Sowohl MV als auch Vietnam sollen von der neuen, starken Beziehung profitieren, sagt Rudolph. Der Außenhandelsumsatz von 46 Millionen im Jahr – Platz 38 bei den Handelspartnern MVs – sei ausbaufähig, erklärt der Staatssekretär. Vor allem, wenn die EU ab 2020 ein Freihandelsabkommen mit Vietnam habe. "99 Prozent der Zölle auf Waren aus dem Ursprungsland sind dann weg", so Eisenach.

Vietnamesen in MV sollen Geld für ihre Familien schicken

Die Gäste aus Vietnam lächeln und nicken. Nach jeder Höflichkeit gibt es Beifall. Das Interesse sei gegenseitig, erklärt Nguyen Minh Vu, vietnamesischer Botschafter in Deutschland.
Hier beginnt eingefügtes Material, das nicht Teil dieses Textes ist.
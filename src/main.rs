//! uptimer
//!
//! Probes every endpoint listed in the endpoints file and reports their
//! health on the console, an optional web dashboard and a JSON API.
//!
//! # Architecture Overview
//!
//! ```text
//!   endpoints.txt ──▶ config ──▶ StatsStore ◀──────────── report
//!                                   ▲  ▲               (dashboard, /api/status,
//!                                   │  │                shutdown summary)
//!                         ┌─────────┘  └─────────┐
//!                     Checker (url 1)  …  Checker (url N)
//!                     cert once → GET → record → backoff sleep → GET …
//! ```

use std::io::IsTerminal;
use std::process::ExitCode;

use clap::Parser;

use uptimer::config::{self, Cli};
use uptimer::lifecycle::{self, signals, ProcessClock};
use uptimer::observability::init_logging;
use uptimer::platform::console;

#[tokio::main]
async fn main() -> ExitCode {
    let clock = ProcessClock::start();
    let cli = Cli::parse();

    if let Err(e) = init_logging() {
        eprintln!("Failed to initialize logging: {}", e);
    }

    let config = match config::load(&cli) {
        Ok(config) => config,
        Err(e) => {
            tracing::error!("{}", e);
            return ExitCode::from(1);
        }
    };

    if config.no_window {
        console::hide_console_window();
    }

    let running = match lifecycle::start(&config, clock).await {
        Ok(running) => running,
        Err(e) => {
            tracing::error!("{}", e);
            return ExitCode::from(1);
        }
    };

    tracing::info!("Listening...");
    signals::wait_for_termination().await;

    let summary = running.stop(std::io::stdout().is_terminal()).await;
    print!("{}", summary);
    ExitCode::SUCCESS
}
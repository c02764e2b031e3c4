//! View models derived from store snapshots.
//!
//! Everything a human-facing surface shows is computed here, so the HTML and
//! console renderers only format strings.

use chrono::{DateTime, Local, Utc};

use crate::monitor::cert::{days_until, CERT_WARN_DAYS};
use crate::monitor::store::{RecordSnapshot, StatsStore};

/// Severity bucket for an uptime percentage.
#[derive(Debug, Clone, Copy, PartialEq, Eq)]
pub enum UptimeHealth {
    /// At least 99%.
    Good,
    /// At least 95%.
    Warn,
    Bad,
}

impl UptimeHealth {
    pub fn from_percent(percent: f64) -> Self {
        if percent >= 99.0 {
            UptimeHealth::Good
        } else if percent >= 95.0 {
            UptimeHealth::Warn
        } else {
            UptimeHealth::Bad
        }
    }

    pub fn css_class(self) -> &'static str {
        match self {
            UptimeHealth::Good => "uptime-good",
            UptimeHealth::Warn => "uptime-warn",
            UptimeHealth::Bad => "uptime-bad",
        }
    }
}

/// Certificate column.
#[derive(Debug, Clone, PartialEq, Eq)]
pub struct CertView {
    /// `YYYY-MM-DD`.
    pub expiry_date: String,
    pub days_left: i64,
    /// True when `days_left` is within the warning threshold.
    pub warn: bool,
}

impl CertView {
    pub fn new(expiry: DateTime<Utc>, now: DateTime<Utc>) -> Self {
        let days_left = days_until(expiry, now);
        Self {
            expiry_date: expiry.format("%Y-%m-%d").to_string(),
            days_left,
            warn: days_left <= CERT_WARN_DAYS,
        }
    }
}

/// One dashboard row.
#[derive(Debug, Clone, PartialEq)]
pub struct EndpointView {
    pub url: String,
    pub is_up: bool,
    pub expected_code: String,
    pub last_status: String,
    pub response_time_ms: u64,
    pub uptime_percent: f64,
    pub uptime_health: UptimeHealth,
    pub total_checks: u64,
    pub successful_checks: u64,
    pub consecutive_failures: u64,
    pub cert: Option<CertView>,
    /// Local `HH:MM:SS` of the last check.
    pub last_check: Option<String>,
}

impl EndpointView {
    pub fn from_snapshot(snap: &RecordSnapshot, now: DateTime<Utc>) -> Self {
        let uptime_percent = snap.uptime_percent();
        Self {
            url: snap.url.clone(),
            is_up: snap.is_up,
            expected_code: snap.expected_code.clone(),
            last_status: snap.last_status.clone(),
            response_time_ms: snap.last_response_time_ms,
            uptime_percent,
            uptime_health: UptimeHealth::from_percent(uptime_percent),
            total_checks: snap.total_checks,
            successful_checks: snap.successful_checks,
            consecutive_failures: snap.consecutive_failures,
            cert: snap.cert_expiry.map(|expiry| CertView::new(expiry, now)),
            last_check: snap
                .last_check
                .map(|t| t.with_timezone(&Local).format("%H:%M:%S").to_string()),
        }
    }

    /// Uptime with two decimals, e.g. `99.50%`.
    pub fn uptime_text(&self) -> String {
        format!("{:.2}%", self.uptime_percent)
    }

    pub fn status_text(&self) -> &'static str {
        if self.is_up {
            "UP"
        } else {
            "DOWN"
        }
    }

    pub fn status_class(&self) -> &'static str {
        if self.is_up {
            "up"
        } else {
            "down"
        }
    }
}

/// Snapshot the store and build one view per endpoint.
pub fn endpoint_views(store: &StatsStore, now: DateTime<Utc>) -> Vec<EndpointView> {
    let mut views = Vec::with_capacity(store.len());
    store.for_each(|snap| views.push(EndpointView::from_snapshot(&snap, now)));
    views
}

#[cfg(test)]
mod tests {
    use super::*;
    use std::time::Duration;

    #[test]
    fn test_uptime_buckets() {
        assert_eq!(UptimeHealth::from_percent(100.0), UptimeHealth::Good);
        assert_eq!(UptimeHealth::from_percent(99.0), UptimeHealth::Good);
        assert_eq!(UptimeHealth::from_percent(98.99), UptimeHealth::Warn);
        assert_eq!(UptimeHealth::from_percent(95.0), UptimeHealth::Warn);
        assert_eq!(UptimeHealth::from_percent(94.9), UptimeHealth::Bad);
        assert_eq!(UptimeHealth::from_percent(0.0), UptimeHealth::Bad);
    }

    #[test]
    fn test_cert_warning_flag() {
        let now = Utc::now();
        assert!(CertView::new(now + chrono::Duration::days(10), now).warn);
        assert!(!CertView::new(now + chrono::Duration::days(90), now).warn);
    }

    #[test]
    fn test_view_from_store() {
        let store = StatsStore::new();
        let rec = store.register("https://x/", "200").unwrap();
        let views = endpoint_views(&store, Utc::now());
        assert_eq!(views.len(), 1);
        assert!(views[0].last_check.is_none());
        assert!(views[0].cert.is_none());
        assert_eq!(views[0].status_text(), "UP");

        rec.record_mismatch("503", Duration::from_millis(7));
        let view = &endpoint_views(&store, Utc::now())[0];
        assert_eq!(view.status_class(), "down");
        assert_eq!(view.last_status, "503");
        assert_eq!(view.response_time_ms, 7);
        assert!(view.last_check.is_some());
        assert_eq!(view.uptime_health, UptimeHealth::Bad);
    }
}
MV sei ein "wichtiger Partner in der Fachkräfte-Ausbildung und für Infrastruktur". Dass viele junge Menschen das Land verlassen, störe nicht. Sie kämen ja wieder. Im Grunde sei dies Teil des Kalküls, erklärt Nguyen Huu Trang. Er ist Botschafter MV's in Vietnam und wird das Kontaktbüro in Hanoi leiten. Vietnam profitiere von einer hochwertigen Ausbildung seiner Menschen, die dann im Ausland gut verdienen. "Sie schicken ihren Familien Geld und haben, wenn sie zurückkommen, ein Vermögen." Werbefilme zeigen die Schönheit des Landes und Industrie im Aufbau. Männer verpacken Orangen mit der Hand.
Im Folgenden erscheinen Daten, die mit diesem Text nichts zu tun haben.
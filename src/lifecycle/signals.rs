//! OS signal handling.

/// Resolve on the first SIGINT (Ctrl+C) or SIGTERM.
pub async fn wait_for_termination() {
    let ctrl_c = async {
        if let Err(e) = tokio::signal::ctrl_c().await {
            tracing::error!(error = %e, "Failed to listen for Ctrl+C");
            std::future::pending::<()>().await;
        }
    };

    #[cfg(unix)]
    let terminate = async {
        match tokio::signal::unix::signal(tokio::signal::unix::SignalKind::terminate()) {
            Ok(mut sig) => {
                sig.recv().await;
            }
            Err(e) => {
                tracing::error!(error = %e, "Failed to install SIGTERM handler");
                std::future::pending::<()>().await;
            }
        }
    };

    #[cfg(not(unix))]
    let terminate = std::future::pending::<()>();

    tokio::select! {
        _ = ctrl_c => {},
        _ = terminate => {},
    }

    tracing::info!("Shutdown signal received");
}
Auch Firmen aus MV hoffen auf Aufträge in Vietnam. Eyk-Uwe Pap, Chef des Baltic Taucherei- und Bergungsunternehmens aus Rostock, bietet sich für Munitionsräumung an. Aus dem Vietnam-Krieg liegen noch Massen an Kampfmitteln an den Küsten des asiatischen Landes, ist zu hören. Tan Nguyen Manh, Vertreter der Sonnenexpert GmbH, Rostock, will mit seinen Kollegen in Vietnam einen Solarpark bauen. "Wir sind der Meinung, dass das Potenzial sehr groß ist." Nur die Bürokratie sollte sinken. Der Botschafter holt sich Visitenkarten.

Asien lernt von MV über Abfallwirtschaft

MV soll noch mehr nach Vietnam bringen. Man habe eine Konzeption "Neues Dorf" für das Land erarbeitet, so Rudolph. Bestandteile: Tourismus, besonnener Umgang mit Abfällen, ein autarkes System aus erneuerbaren Energien.
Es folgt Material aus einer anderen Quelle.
//! Console logging setup.

use tracing_subscriber::{layer::SubscriberExt, util::SubscriberInitExt, EnvFilter};

/// Filter used when `RUST_LOG` is unset.
pub const DEFAULT_FILTER: &str = "uptimer=info,tower_http=warn";

/// Install the global subscriber: timestamped, ANSI-colored lines on stdout.
///
/// Returns an error if a subscriber was already installed.
pub fn init_logging() -> Result<(), tracing_subscriber::util::TryInitError> {
    tracing_subscriber::registry()
        .with(EnvFilter::try_from_default_env().unwrap_or_else(|_| DEFAULT_FILTER.into()))
        .with(tracing_subscriber::fmt::layer().with_target(false))
        .try_init()
}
Eisenach wirbt für Investitionen in MV. Hier gebe es "exzellente Rahmenbedingungen". Rudolph beschwört "Benefit auf beiden Seiten". Im Hintergrund schlummert eine weitere Hoffnung: Durch den derzeitigen Handelsstreit zwischen den USA und China ziehe es Unternehmen nach Vietnam. Davon könnte man auch in MV profitieren.

Immer wieder ist von der früheren guten Beziehung der DDR und Vietnam die Rede. Doch auch andere Bundesländer seien schon vor Ort, erzählt Botschafter Vu. Thüringen und Hessen. Rudolph lächelt verschmitzt. Die anderen seien in Ho-Chi-Minh-Stadt im Süden, dem wirtschaftlichen Zentrum. MV gehe bewusst nach Hanoi. Man wolle einmal "Erster sein".